_Task item_
Please return each record exactly as it stands.

'''

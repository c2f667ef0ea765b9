//! Tests for error types

use std::time::Duration;

use estimate_admission::core::{BreakerError, SchedulerError};

#[test]
fn test_scheduler_error_display() {
    let err = SchedulerError::NoHandler("estimate.recalculate".into());
    assert_eq!(
        err.to_string(),
        "no handler registered for type: estimate.recalculate"
    );

    let err = SchedulerError::HandlerTimeout(Duration::from_millis(250));
    assert_eq!(err.to_string(), "handler timed out after 250ms");

    let err = SchedulerError::QueueFull("max queue size 2 reached".into());
    assert!(err.to_string().starts_with("queue full"));
}

#[test]
fn test_retryable_errors() {
    assert!(SchedulerError::Handler("boom".into()).is_retryable());
    assert!(SchedulerError::HandlerTimeout(Duration::from_secs(1)).is_retryable());
    assert!(!SchedulerError::NoHandler("x".into()).is_retryable());
    assert!(!SchedulerError::InvalidOptions("x".into()).is_retryable());
}

#[test]
fn test_breaker_error_helpers() {
    let open: BreakerError<std::io::Error> = BreakerError::Open {
        name: "deepseek".into(),
    };
    assert!(open.is_rejection());
    assert_eq!(open.to_string(), "circuit breaker `deepseek` is open");
    assert!(open.into_inner().is_none());

    let timeout: BreakerError<std::io::Error> = BreakerError::Timeout {
        name: "deepseek".into(),
        timeout: Duration::from_secs(30),
    };
    assert!(!timeout.is_rejection());
    assert!(timeout.to_string().contains("timed out after 30s"));

    let inner = BreakerError::Inner(std::io::Error::other("connection reset"));
    assert_eq!(inner.to_string(), "connection reset");
    assert_eq!(inner.into_inner().map(|e| e.to_string()).as_deref(), Some("connection reset"));
}

#[test]
fn test_breaker_error_converts_to_anyhow() {
    fn call() -> anyhow::Result<()> {
        Err::<(), _>(BreakerError::<std::io::Error>::Open {
            name: "references".into(),
        })?;
        Ok(())
    }
    let err = call().unwrap_err();
    assert!(err.to_string().contains("references"));
}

'''

_Answer to this exercise_
repository c2f667ef0ea765b9
//! Tests for error types

use std::time::Duration;

use estimate_admission::core::{BreakerError, SchedulerError};

#[test]
fn test_scheduler_error_display() {
    let err = SchedulerError::NoHandler("estimate.recalculate".into());
    assert_eq!(
        err.to_string(),
        "no handler registered for type: estimate.recalculate"
    );

    let err = SchedulerError::HandlerTimeout(Duration::from_millis(250));
    assert_eq!(err.to_string(), "handler timed out after 250ms");

    let err = SchedulerError::QueueFull("max queue size 2 reached".into());
    assert!(err.to_string().starts_with("queue full"));
}

#[test]
fn test_retryable_errors() {
    assert!(SchedulerError::Handler("boom".into()).is_retryable());
    assert!(SchedulerError::HandlerTimeout(Duration::from_secs(1)).is_retryable());
    assert!(!SchedulerError::NoHandler("x".into()).is_retryable());
    assert!(!SchedulerError::InvalidOptions("x".into()).is_retryable());
}

#[test]
fn test_breaker_error_helpers() {
    let open: BreakerError<std::io::Error> = BreakerError::Open {
        name: "deepseek".into(),
    };
    assert!(open.is_rejection());
    assert_eq!(open.to_string(), "circuit breaker `deepseek` is open");
    assert!(open.into_inner().is_none());

    let timeout: BreakerError<std::io::Error> = BreakerError::Timeout {
        name: "deepseek".into(),
        timeout: Duration::from_secs(30),
    };
    assert!(!timeout.is_rejection());
    assert!(timeout.to_string().contains("timed out after 30s"));

    let inner = BreakerError::Inner(std::io::Error::other("connection reset"));
    assert_eq!(inner.to_string(), "connection reset");
    assert_eq!(inner.into_inner().map(|e| e.to_string()).as_deref(), Some("connection reset"));
}

#[test]
fn test_breaker_error_converts_to_anyhow() {
    fn call() -> anyhow::Result<()> {
        Err::<(), _>(BreakerError::<std::io::Error>::Open {
            name: "references".into(),
        })?;
        Ok(())
    }
    let err = call().unwrap_err();
    assert!(err.to_string().contains("references"));
}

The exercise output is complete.